The U.S. grows high-yielding types of cotton that have fibers that are thicker and shorter than their luxury pima cotton relative from Egypt. Improving the shape and mechanical properties of cotton cells would make this already $25 billion industry more valuable for U.S. growers.
Purdue University cell biologist Dan Szymanski, the principle investigator for the $2.3 million National Science Foundation grant, believes he can accomplish this by manipulating the cell walls of the higher-yielding G.hirsutum cottons. The traits Szymanski’s team will engineer are controlled by complex cascades of molecular and genetic processes, but simplified by cotton fibers being single cells that emerge from the developing seed coat. His team will analyze gene regulatory circuits, protein complex dynamics and cell wall properties as a function of fiber development to discover the control modules of fiber quality.

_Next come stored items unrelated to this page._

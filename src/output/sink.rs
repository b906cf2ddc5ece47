// src/output/sink.rs
//! Turns fetched conversations into delivered documents.
//!
//! Small exports hand every success over at the end (`finish_retained`).
//! Large exports receive chunks as they complete through `ChunkSink` and
//! only write the index at the end (`finish_flushed`).

use super::paths::{
    chunk_filename, combined_filename, conversation_filename, output_path, INDEX_FILENAME,
};
use super::types::{DeliveryTarget, OutputMode, OutputPlan, OutputReport};
use super::writer::deliver;
use crate::analytics::ExportStats;
use crate::api::{FetchFailure, FetchedItem};
use crate::error::AppError;
use crate::formatting::{render_conversation, ConversationDocument, DocumentRenderer, IndexEntry};
use crate::model::timestamps;
use crate::model::ConversationSummary;
use crate::pipeline::{ChunkOutput, ChunkSink};
use crate::types::ConversationId;
use indexmap::IndexMap;
use std::path::PathBuf;
use std::sync::Arc;

/// Where documents go.
#[derive(Debug, Clone, PartialEq, Eq)]
pub enum Destination {
    Directory(PathBuf),
    Stdout,
}

/// Layout decisions for one export.
#[derive(Debug, Clone, PartialEq, Eq)]
pub struct OutputSettings {
    pub destination: Destination,
    pub mode: OutputMode,
    pub combine_above: usize,
}

/// Renders and delivers documents, remembering what was written.
pub struct ExportSink {
    renderer: DocumentRenderer,
    summaries: Arc<IndexMap<ConversationId, ConversationSummary>>,
    settings: OutputSettings,
    /// Number of targets in the export, used to pick the layout of chunks.
    expected: usize,
    entries: Vec<IndexEntry>,
    chunk_files: Vec<String>,
    stats: ExportStats,
    report: OutputReport,
}

impl ExportSink {
    pub fn new(
        renderer: DocumentRenderer,
        summaries: Arc<IndexMap<ConversationId, ConversationSummary>>,
        settings: OutputSettings,
    ) -> Self {
        let expected = summaries.len();
        Self {
            renderer,
            summaries,
            settings,
            expected,
            entries: Vec::new(),
            chunk_files: Vec::new(),
            stats: ExportStats::default(),
            report: OutputReport::new(),
        }
    }

    pub fn stats(&self) -> &ExportStats {
        &self.stats
    }

    pub fn report(&self) -> &OutputReport {
        &self.report
    }

    /// Writes everything of a retained export: index plus conversations, or
    /// one combined document.
    pub fn finish_retained(&mut self, items: Vec<FetchedItem>) -> Result<(), AppError> {
        let combine = self
            .settings
            .mode
            .combines(items.len(), self.settings.combine_above);
        let mut plan = self.start_plan();

        if combine {
            let file = combined_filename(self.renderer.project());
            let (entries, bodies) = self.render_items(&items, |_| None);
            let document = self.renderer.render_combined(&entries, &bodies)?;
            plan.push(self.target(&file, document));
        } else {
            let (entries, bodies) =
                self.render_items(&items, |doc| Some(doc_filename(doc)));
            plan.push(self.target(INDEX_FILENAME, self.renderer.render_index(&entries)?));
            for (entry, body) in entries.iter().zip(bodies) {
                if let Some(file) = &entry.file {
                    plan.push(self.target(file, body));
                }
            }
        }

        self.execute(plan)
    }

    /// Writes the index of a flushed export.
    pub fn finish_flushed(&mut self) -> Result<(), AppError> {
        let mut entries = std::mem::take(&mut self.entries);
        entries.sort_by(|a, b| b.updated_at.cmp(&a.updated_at));

        let index = if self.combines_chunks() {
            self.renderer
                .render_chunked_index(&self.chunk_files, &entries)?
        } else {
            self.renderer.render_index(&entries)?
        };

        let mut plan = OutputPlan::new();
        plan.push(self.target(INDEX_FILENAME, index));
        self.execute(plan)
    }

    pub fn record_failures(&mut self, failures: &[FetchFailure]) {
        self.stats.record_failures(failures);
    }

    fn combines_chunks(&self) -> bool {
        self.settings
            .mode
            .combines(self.expected, self.settings.combine_above)
    }

    /// Renders items in order, counting them and building index entries.
    fn render_items<F>(&mut self, items: &[FetchedItem], file_for: F) -> (Vec<IndexEntry>, Vec<String>)
    where
        F: Fn(&ConversationDocument<'_>) -> Option<String>,
    {
        let mut entries = Vec::with_capacity(items.len());
        let mut bodies = Vec::with_capacity(items.len());

        for item in items {
            let summary = self.summary_for(item);
            let document = ConversationDocument::new(&summary, item);
            self.stats.record(&document);
            entries.push(IndexEntry {
                title: document.title().to_string(),
                file: file_for(&document),
                created_at: document.created_at(),
                updated_at: document.updated_at(),
                model: summary.model_name().to_string(),
            });
            bodies.push(render_conversation(&document));
        }

        (entries, bodies)
    }

    /// The index entry for `item`, or one rebuilt from the payload when the
    /// item is not in the index.
    fn summary_for(&self, item: &FetchedItem) -> ConversationSummary {
        if let Some(summary) = self.summaries.get(&item.target) {
            return summary.clone();
        }
        let text = |key: &str| item.payload.get(key).and_then(|v| v.as_str());
        ConversationSummary {
            uuid: item.target.clone(),
            name: text("name").unwrap_or_default().to_string(),
            model: text("model").map(str::to_string),
            created_at: text("created_at").and_then(timestamps::lenient::parse),
            updated_at: text("updated_at").and_then(timestamps::lenient::parse),
        }
    }

    fn start_plan(&self) -> OutputPlan {
        match &self.settings.destination {
            Destination::Directory(dir) => {
                OutputPlan::new().with_operation(DeliveryTarget::CreateDirectory { path: dir.clone() })
            }
            Destination::Stdout => OutputPlan::new(),
        }
    }

    fn target(&self, name: &str, content: String) -> DeliveryTarget {
        match &self.settings.destination {
            Destination::Directory(dir) => DeliveryTarget::WriteFile {
                path: output_path(dir, name),
                content,
            },
            Destination::Stdout => DeliveryTarget::PrintToStdout { content },
        }
    }

    fn execute(&mut self, plan: OutputPlan) -> Result<(), AppError> {
        let report = deliver(plan)?.into_result()?;
        self.report.merge(report);
        Ok(())
    }
}

impl ChunkSink for ExportSink {
    fn flush_chunk(&mut self, chunk: ChunkOutput) -> Result<(), AppError> {
        let mut plan = if self.chunk_files.is_empty() && self.entries.is_empty() {
            self.start_plan()
        } else {
            OutputPlan::new()
        };

        if self.combines_chunks() {
            let file = chunk_filename(chunk.index);
            let (entries, bodies) = self.render_items(&chunk.items, |_| Some(file.clone()));
            let document = self
                .renderer
                .render_chunk(chunk.index, chunk.total_chunks, &bodies)?;
            plan.push(self.target(&file, document));
            self.entries.extend(entries);
            self.chunk_files.push(file);
        } else {
            let (entries, bodies) =
                self.render_items(&chunk.items, |doc| Some(doc_filename(doc)));
            for (entry, body) in entries.iter().zip(bodies) {
                if let Some(file) = &entry.file {
                    plan.push(self.target(file, body));
                }
            }
            self.entries.extend(entries);
        }

        log::info!(
            "Writing chunk {}/{} ({} conversations)",
            chunk.index,
            chunk.total_chunks,
            chunk.items.len()
        );
        self.execute(plan)
    }
}

fn doc_filename(document: &ConversationDocument<'_>) -> String {
    conversation_filename(document.title(), &document.summary.uuid)
}

#[cfg(test)]
mod tests {
    use super::*;
    use crate::types::ProjectId;
    use chrono::{TimeZone, Utc};
    use serde_json::json;

    fn summaries(n: usize) -> (Vec<FetchedItem>, Arc<IndexMap<ConversationId, ConversationSummary>>) {
        let mut map = IndexMap::new();
        let mut items = Vec::new();
        for i in 0..n {
            let id = ConversationId::new_v4();
            map.insert(
                id.clone(),
                ConversationSummary {
                    uuid: id.clone(),
                    name: format!("Chat {}", i),
                    model: Some("model-x".into()),
                    created_at: None,
                    updated_at: None,
                },
            );
            items.push(FetchedItem {
                target: id,
                payload: json!({ "name": format!("Chat {}", i), "chat_messages": [] }),
            });
        }
        (items, Arc::new(map))
    }

    fn sink(dir: &std::path::Path, mode: OutputMode, n: usize) -> (ExportSink, Vec<FetchedItem>) {
        let (items, map) = summaries(n);
        let renderer = DocumentRenderer::new(
            ProjectId::parse("0f5c1d2e-3b4a-4c5d-8e9f-a0b1c2d3e4f5").unwrap(),
            Utc.with_ymd_and_hms(2024, 6, 1, 0, 0, 0).unwrap(),
        )
        .unwrap();
        let sink = ExportSink::new(
            renderer,
            map,
            OutputSettings {
                destination: Destination::Directory(dir.to_path_buf()),
                mode,
                combine_above: 20,
            },
        );
        (sink, items)
    }

    #[test]
    fn individual_mode_writes_index_and_files() {
        let dir = tempfile::tempdir().unwrap();
        let (mut sink, items) = sink(dir.path(), OutputMode::Individual, 2);
        let first = format!("Chat_0_{}.md", items[0].target.short());

        sink.finish_retained(items).unwrap();

        assert!(dir.path().join("index.md").exists());
        assert!(dir.path().join(&first).exists());
        assert_eq!(sink.report().written_files().len(), 3);
        assert_eq!(sink.stats().conversations, 2);
    }

    #[test]
    fn auto_mode_combines_large_exports() {
        let dir = tempfile::tempdir().unwrap();
        let (mut sink, items) = sink(dir.path(), OutputMode::Auto, 21);

        sink.finish_retained(items).unwrap();

        let files = sink.report().written_files();
        assert_eq!(files, vec![dir.path().join("project_0f5c1d2e_export.md")]);
        let combined = std::fs::read_to_string(&files[0]).unwrap();
        assert!(combined.contains("*Total Conversations: 21*"));
    }

    #[test]
    fn flushed_chunks_then_chunked_index() {
        let dir = tempfile::tempdir().unwrap();
        let (mut sink, items) = sink(dir.path(), OutputMode::Combined, 4);
        let (first, second) = items.split_at(2);

        sink.flush_chunk(ChunkOutput {
            index: 1,
            total_chunks: 2,
            items: first.to_vec(),
        })
        .unwrap();
        sink.flush_chunk(ChunkOutput {
            index: 2,
            total_chunks: 2,
            items: second.to_vec(),
        })
        .unwrap();
        sink.finish_flushed().unwrap();

        assert!(dir.path().join("project_chunk_01.md").exists());
        assert!(dir.path().join("project_chunk_02.md").exists());
        let index = std::fs::read_to_string(dir.path().join("index.md")).unwrap();
        assert!(index.contains("*Total Chunks: 2*"));
        assert!(index.contains("*Total Conversations: 4*"));
    }
}
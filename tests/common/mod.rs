// tests/common/mod.rs
//! Shared test doubles for the integration tests.

#![allow(dead_code)]

use project_chat_export::{
    AppError, AttemptError, BatchScheduler, BatchSettings, ChunkOutput, ChunkSink,
    ConversationId, ConversationRepository, ConversationSummary, DelaySchedule, OrganizationId,
    ProgressEvent, ProgressReporter, ProjectIdentifiers, RateLimitedFetcher, RetryPolicy, Severity,
};
use serde_json::{json, Value};
use std::collections::{HashMap, VecDeque};
use std::sync::atomic::{AtomicUsize, Ordering};
use std::sync::{Arc, Mutex};
use std::time::Duration;
use tokio_util::sync::CancellationToken;

/// In-process repository with scripted answers and concurrency tracking.
pub struct StubRepository {
    summaries: Vec<ConversationSummary>,
    payloads: HashMap<ConversationId, Value>,
    scripts: Mutex<HashMap<ConversationId, VecDeque<Result<Value, AttemptError>>>>,
    calls: Mutex<HashMap<ConversationId, u32>>,
    in_flight: AtomicUsize,
    max_in_flight: AtomicUsize,
    latency: Duration,
}

impl StubRepository {
    /// `n` conversations; conversation `i` was updated `i` minutes after a
    /// fixed epoch, so newest first is reverse listing order.
    pub fn with_conversations(n: usize) -> Self {
        let mut summaries = Vec::with_capacity(n);
        let mut payloads = HashMap::with_capacity(n);
        for i in 0..n {
            let id = ConversationId::new_v4();
            let updated_at = timestamp(i);
            summaries.push(
                serde_json::from_value(json!({
                    "uuid": id.as_str(),
                    "name": format!("Conversation {}", i),
                    "model": "model-x",
                    "updated_at": updated_at,
                }))
                .unwrap(),
            );
            payloads.insert(
                id,
                json!({
                    "name": format!("Conversation {}", i),
                    "updated_at": updated_at,
                    "chat_messages": [
                        { "sender": "human", "content": [{ "type": "text", "text": "hi" }] }
                    ]
                }),
            );
        }
        Self {
            summaries,
            payloads,
            scripts: Mutex::new(HashMap::new()),
            calls: Mutex::new(HashMap::new()),
            in_flight: AtomicUsize::new(0),
            max_in_flight: AtomicUsize::new(0),
            latency: Duration::ZERO,
        }
    }

    /// Every fetch takes `latency` before answering.
    pub fn with_latency(mut self, latency: Duration) -> Self {
        self.latency = latency;
        self
    }

    /// The next answers for `id`, consumed one per call before the default.
    pub fn script(self, id: &ConversationId, answers: Vec<Result<Value, AttemptError>>) -> Self {
        self.scripts
            .lock()
            .unwrap()
            .insert(id.clone(), answers.into_iter().collect());
        self
    }

    /// `id` always answers with `status`.
    pub fn always_fail(self, id: &ConversationId, status: u16) -> Self {
        let answers = (0..32).map(|_| Err(AttemptError::Status(status))).collect();
        self.script(id, answers)
    }

    pub fn targets(&self) -> Vec<ConversationId> {
        self.summaries.iter().map(|s| s.uuid.clone()).collect()
    }

    pub fn calls_for(&self, id: &ConversationId) -> u32 {
        self.calls.lock().unwrap().get(id).copied().unwrap_or(0)
    }

    pub fn total_calls(&self) -> u32 {
        self.calls.lock().unwrap().values().sum()
    }

    pub fn max_in_flight(&self) -> usize {
        self.max_in_flight.load(Ordering::SeqCst)
    }
}

#[async_trait::async_trait]
impl ConversationRepository for StubRepository {
    async fn list_conversations(
        &self,
        _ids: &ProjectIdentifiers,
    ) -> Result<Vec<ConversationSummary>, AppError> {
        Ok(self.summaries.clone())
    }

    async fn fetch_conversation(
        &self,
        _organization: &OrganizationId,
        conversation: &ConversationId,
    ) -> Result<Value, AttemptError> {
        *self
            .calls
            .lock()
            .unwrap()
            .entry(conversation.clone())
            .or_insert(0) += 1;

        let now = self.in_flight.fetch_add(1, Ordering::SeqCst) + 1;
        self.max_in_flight.fetch_max(now, Ordering::SeqCst);
        if !self.latency.is_zero() {
            tokio::time::sleep(self.latency).await;
        }
        self.in_flight.fetch_sub(1, Ordering::SeqCst);

        let scripted = self
            .scripts
            .lock()
            .unwrap()
            .get_mut(conversation)
            .and_then(|answers| answers.pop_front());
        match scripted {
            Some(answer) => answer,
            None => self
                .payloads
                .get(conversation)
                .cloned()
                .ok_or(AttemptError::Status(404)),
        }
    }
}

/// RFC 3339 timestamp `minutes` after a fixed point.
pub fn timestamp(minutes: usize) -> String {
    let base = chrono::DateTime::parse_from_rfc3339("2024-01-01T00:00:00Z").unwrap();
    (base + chrono::Duration::minutes(minutes as i64))
        .with_timezone(&chrono::Utc)
        .to_rfc3339()
}

/// Records every event; optionally cancels a token on the first settled batch.
#[derive(Default)]
pub struct RecordingReporter {
    events: Mutex<Vec<ProgressEvent>>,
    cancel_after_first_batch: Option<CancellationToken>,
}

impl RecordingReporter {
    pub fn cancelling(token: CancellationToken) -> Self {
        Self {
            events: Mutex::new(Vec::new()),
            cancel_after_first_batch: Some(token),
        }
    }

    pub fn events(&self) -> Vec<ProgressEvent> {
        self.events.lock().unwrap().clone()
    }

    /// `processed` of every `BatchSettled` event, in order.
    pub fn processed_counts(&self) -> Vec<usize> {
        self.events()
            .into_iter()
            .filter_map(|event| match event {
                ProgressEvent::BatchSettled { processed, .. } => Some(processed),
                _ => None,
            })
            .collect()
    }
}

impl ProgressReporter for RecordingReporter {
    fn notify(&self, _message: &str, _severity: Severity) {}

    fn report(&self, event: &ProgressEvent) {
        if let (ProgressEvent::BatchSettled { .. }, Some(token)) =
            (event, &self.cancel_after_first_batch)
        {
            token.cancel();
        }
        self.events.lock().unwrap().push(event.clone());
    }
}

/// Keeps flushed chunks in memory.
#[derive(Default)]
pub struct MemorySink {
    pub chunks: Vec<ChunkOutput>,
}

impl ChunkSink for MemorySink {
    fn flush_chunk(&mut self, chunk: ChunkOutput) -> Result<(), AppError> {
        self.chunks.push(chunk);
        Ok(())
    }
}

/// Batch settings with production sizes and no pauses.
pub fn fast_settings(batch_size: usize) -> BatchSettings {
    BatchSettings {
        batch_size,
        chunk_size: BatchSettings::default().chunk_size.max(batch_size),
        delays: DelaySchedule::none(),
        ..BatchSettings::default()
    }
}

/// A scheduler over `repo` that retries immediately.
pub fn scheduler(
    repo: Arc<StubRepository>,
    settings: BatchSettings,
    reporter: Arc<dyn ProgressReporter>,
) -> BatchScheduler {
    let fetcher = RateLimitedFetcher::new(repo, OrganizationId::new_v4(), RetryPolicy::immediate(3));
    BatchScheduler::new(fetcher, settings, reporter)
}
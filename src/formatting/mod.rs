// src/formatting/mod.rs
//! Renders fetched conversations and the documents around them as Markdown.

mod conversation;
mod documents;

pub use self::conversation::{render_conversation, ConversationDocument};
pub use self::documents::{document_separator, DocumentRenderer, IndexEntry};
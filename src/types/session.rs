// src/types/session.rs
//! The authenticated browser session, carried as a `Cookie` header value.

use super::ValidationError;
use std::fmt;

/// Raw `Cookie` header copied from an authenticated browser session.
#[derive(Clone, PartialEq, Eq)]
pub struct SessionCookie(String);

impl SessionCookie {
    /// Create a new session cookie with validation
    pub fn new(raw: impl Into<String>) -> Result<Self, ValidationError> {
        let raw = raw.into().trim().to_string();

        if raw.is_empty() {
            return Err(ValidationError::InvalidSessionCookie {
                reason: "cookie header cannot be empty".to_string(),
            });
        }

        if raw.contains(['\r', '\n']) {
            return Err(ValidationError::InvalidSessionCookie {
                reason: "cookie header must be a single line".to_string(),
            });
        }

        if !raw.contains('=') {
            return Err(ValidationError::InvalidSessionCookie {
                reason: "expected name=value pairs separated by ';'".to_string(),
            });
        }

        Ok(Self(raw))
    }

    /// Get the header value as a string reference
    pub fn as_str(&self) -> &str {
        &self.0
    }

    /// Iterates `(name, value)` pairs in header order.
    pub fn pairs(&self) -> impl Iterator<Item = (&str, &str)> {
        self.0.split(';').filter_map(|pair| {
            let (name, value) = pair.trim().split_once('=')?;
            Some((name.trim(), value.trim()))
        })
    }

    /// Looks up a single cookie by name.
    pub fn value_of(&self, name: &str) -> Option<&str> {
        self.pairs()
            .find(|(candidate, _)| *candidate == name)
            .map(|(_, value)| value)
    }
}

impl fmt::Debug for SessionCookie {
    fn fmt(&self, f: &mut fmt::Formatter<'_>) -> fmt::Result {
        write!(f, "SessionCookie({} pairs, redacted)", self.pairs().count())
    }
}

impl fmt::Display for SessionCookie {
    fn fmt(&self, f: &mut fmt::Formatter<'_>) -> fmt::Result {
        write!(f, "<redacted session cookie>")
    }
}
// src/constants.rs
//! Domain constants that define the operational boundaries of the exporter.
//!
//! Each constant is named for the domain concept it constrains. Reading them
//! top to bottom tells the story of an export: how many conversations are in
//! flight, how long we pause between waves, when we switch to chunking and
//! when chunks stop being kept in memory.

use std::time::Duration;

// ---------------------------------------------------------------------------
// Remote API boundaries
// ---------------------------------------------------------------------------

/// Default host of the chat platform.
pub const DEFAULT_BASE_URL: &str = "https://claude.ai";

/// How many conversation summaries we request from the list endpoint.
///
/// The endpoint is paged but a project never comes close to this, so a
/// single request with offset 0 is enough.
pub const CONVERSATION_LIST_LIMIT: u32 = 1000;

// ---------------------------------------------------------------------------
// Fetch pipeline
// ---------------------------------------------------------------------------

/// Conversations fetched concurrently in one batch.
pub const DEFAULT_BATCH_SIZE: usize = 5;

/// Conversations grouped into one memory chunk in large exports.
pub const DEFAULT_CHUNK_SIZE: usize = 50;

/// Above this many conversations the scheduler hands over to chunking.
pub const CHUNKING_THRESHOLD: usize = 100;

/// Above this many conversations finished chunks are flushed to disk and
/// dropped instead of being kept for a final combined write.
pub const FLUSH_THRESHOLD: usize = 200;

/// Pause between batches for exports of up to 50 conversations.
pub const SMALL_EXPORT_BATCH_DELAY: Duration = Duration::from_millis(500);

/// Exports up to this size use the small-export pause.
pub const SMALL_EXPORT_LIMIT: usize = 50;

/// Pause between batches for exports of 51 to 200 conversations.
pub const MEDIUM_EXPORT_BATCH_DELAY: Duration = Duration::from_millis(750);

/// Exports up to this size use the medium-export pause.
pub const MEDIUM_EXPORT_LIMIT: usize = 200;

/// Pause between batches for anything larger.
pub const LARGE_EXPORT_BATCH_DELAY: Duration = Duration::from_millis(1000);

// ---------------------------------------------------------------------------
// Retry policy
// ---------------------------------------------------------------------------

/// Total attempts per conversation, the first one included.
pub const DEFAULT_MAX_ATTEMPTS: u32 = 3;

/// Unit of both backoff schedules.
pub const RETRY_BASE_DELAY: Duration = Duration::from_millis(1000);

/// Ceiling for the exponential rate-limit backoff.
pub const RETRY_MAX_DELAY: Duration = Duration::from_millis(10_000);

// ---------------------------------------------------------------------------
// Output
// ---------------------------------------------------------------------------

/// With `--output-mode auto`, up to this many conversations get their own file.
pub const DEFAULT_COMBINE_ABOVE: usize = 20;

/// Longest filename stem derived from a conversation title.
pub const FILENAME_MAX_CHARS: usize = 100;

/// Characters of attachment text quoted in the Markdown export.
pub const ATTACHMENT_PREVIEW_CHARS: usize = 500;

/// Estimated characters per message, used to pre-allocate output strings.
pub const CHARS_PER_MESSAGE_ESTIMATE: usize = 1024;
//! Timestamp helpers shared by the model and the renderers.

use chrono::{DateTime, Utc};

/// Human readable date and time, used inside conversation documents.
pub fn format_datetime(value: Option<DateTime<Utc>>) -> String {
    value
        .map(|ts| ts.format("%Y-%m-%d %H:%M:%S UTC").to_string())
        .unwrap_or_else(|| "unknown".to_string())
}

/// Date only, used in index listings.
pub fn format_date(value: Option<DateTime<Utc>>) -> String {
    value
        .map(|ts| ts.format("%Y-%m-%d").to_string())
        .unwrap_or_else(|| "unknown".to_string())
}

/// RFC 3339 timestamps that degrade to `None` instead of failing the whole
/// document when the value is missing, null or unparsable.
pub mod lenient {
    use chrono::{DateTime, Utc};
    use serde::{Deserialize, Deserializer, Serializer};

    pub fn serialize<S>(value: &Option<DateTime<Utc>>, serializer: S) -> Result<S::Ok, S::Error>
    where
        S: Serializer,
    {
        match value {
            Some(ts) => serializer.serialize_str(&ts.to_rfc3339()),
            None => serializer.serialize_none(),
        }
    }

    pub fn deserialize<'de, D>(deserializer: D) -> Result<Option<DateTime<Utc>>, D::Error>
    where
        D: Deserializer<'de>,
    {
        let raw = Option::<serde_json::Value>::deserialize(deserializer)?;
        Ok(raw.as_ref().and_then(|v| v.as_str()).and_then(parse))
    }

    pub fn parse(raw: &str) -> Option<DateTime<Utc>> {
        DateTime::parse_from_rfc3339(raw)
            .ok()
            .map(|ts| ts.with_timezone(&Utc))
    }
}
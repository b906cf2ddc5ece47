// src/output/mod.rs
//! Output handling with clear separation of planning and execution.
//!
//! This module provides a data-oriented approach to output operations,
//! separating the planning phase (pure functions) from the execution
//! phase (I/O operations).

mod paths;
mod sink;
mod types;
mod writer;

// Re-export the public interface
pub use paths::{
    chunk_filename, combined_filename, conversation_filename, default_output_dir,
    sanitize_filename, INDEX_FILENAME,
};
pub use sink::{Destination, ExportSink, OutputSettings};
pub use types::{DeliveryTarget, OutputMode, OutputPlan, OutputReport};
pub use writer::deliver;
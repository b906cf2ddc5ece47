// src/progress.rs
//! Console presentation of export progress.

use crate::pipeline::{ProgressReporter, Severity};
use std::io::Write;

/// Prints progress to stderr so stdout stays clean for `--pipe`.
#[derive(Debug, Default, Clone, Copy)]
pub struct ConsoleReporter {
    quiet: bool,
}

impl ConsoleReporter {
    pub fn new() -> Self {
        Self::default()
    }

    /// Only warnings and errors are printed.
    pub fn quiet() -> Self {
        Self { quiet: true }
    }
}

impl ConsoleReporter {
    /// The line shown for a notice, or `None` when it is filtered out.
    fn line(&self, message: &str, severity: Severity) -> Option<String> {
        if self.quiet && matches!(severity, Severity::Info | Severity::Success) {
            return None;
        }

        let icon = match severity {
            Severity::Info => "⏳",
            Severity::Success => "✓",
            Severity::Warning => "⚠️ ",
            Severity::Error => "❌",
        };
        Some(format!("{} {}", icon, message))
    }
}

/// Writes one line, ignoring a closed or broken stream.
fn emit<W: Write>(out: &mut W, line: &str) {
    let _ = writeln!(out, "{}", line);
}

impl ProgressReporter for ConsoleReporter {
    fn notify(&self, message: &str, severity: Severity) {
        match severity {
            Severity::Info => log::info!("{}", message),
            Severity::Success => log::info!("{}", message),
            Severity::Warning => log::warn!("{}", message),
            Severity::Error => log::error!("{}", message),
        }

        if let Some(line) = self.line(message, severity) {
            emit(&mut std::io::stderr().lock(), &line);
        }
    }
}

#[cfg(test)]
mod tests {
    use super::*;
    use std::io;

    struct ClosedStream;

    impl Write for ClosedStream {
        fn write(&mut self, _buf: &[u8]) -> io::Result<usize> {
            Err(io::Error::new(io::ErrorKind::BrokenPipe, "closed"))
        }

        fn flush(&mut self) -> io::Result<()> {
            Err(io::Error::new(io::ErrorKind::BrokenPipe, "closed"))
        }
    }

    #[test]
    fn closed_stream_is_ignored() {
        emit(&mut ClosedStream, "⏳ Processed 5/20 (25%)");
    }

    #[test]
    fn quiet_keeps_only_problems() {
        let quiet = ConsoleReporter::quiet();
        assert_eq!(quiet.line("Processed 5/20 (25%)", Severity::Info), None);
        assert_eq!(quiet.line("done", Severity::Success), None);
        assert_eq!(
            quiet.line("Export failed: boom", Severity::Error),
            Some("❌ Export failed: boom".to_string())
        );
        assert_eq!(
            ConsoleReporter::new().line("Processed 5/20 (25%)", Severity::Info),
            Some("⏳ Processed 5/20 (25%)".to_string())
        );
    }
}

“We’re using systems-level data and computational modeling to engineer cotton with desired cell wall characteristics,” said Szymanski, a professor in Purdue’s Department of Botany and Plant Pathology. “The first step is to clearly define the underlying regulatory circuits that control fiber cell wall properties and morphology. The next step will be to create mechanical models of the cell that, through cycles of experimenting, modeling and refinement, can predict how to engineer specified fiber traits.”
Much of this work has already been done in the model plant Arabidopsis using a similar single-cell system. Szymanski has previously mapped intracellular signaling networks onto a mechanical model of the cell to determine how cell shape is specified. Now, his team will translate those data and modeling frameworks to cotton fiber development.
The multidisciplinary team includes Purdue’s Jun Xie, a professor in the Department of Statistics; Iowa State University’s Jonathan Wendel, a distinguished professor in the Department of Ecology, Evolution, and Organismal Biology; and Olga Zabotina, a professor in the Roy J. Carver Department of Biochemistry, Biophysics and Molecular Biology.
Szymanski said the blending of biology, engineering, and statistics will be key to filtering and integrating interrelated data to make progress toward altering cotton cell shapes. Of particular importance is the finite element model used in material science for aerospace applications.
“This model is used for other materials, but it’s ideal for simulating the conditions that will be present in a thin-walled, pressurized plant cell. It’s a powerful tool, and we are driving its use in the field of plant growth control,” Szymanski said. “That modeling framework can help guide our experiments to engineer cell wall properties that control a particular trait.”
Those experiments will generate a large amount of data that statisticians like Xie will have to mine and analyze to determine what’s valuable and how to apply it to future experiments.
“This project poses so many statistical challenges. You do not know which specific proteins or genes are most important, so we have to find clever ways to leverage prior information and data integration tools to find the most important molecular players in cotton fiber development,” Xie said. “Once we determine which gene and protein interactions are important, which ones are related to the particular phenotypes we’re interested in, we can use them to make predictions and even engineer for enhanced cotton traits.”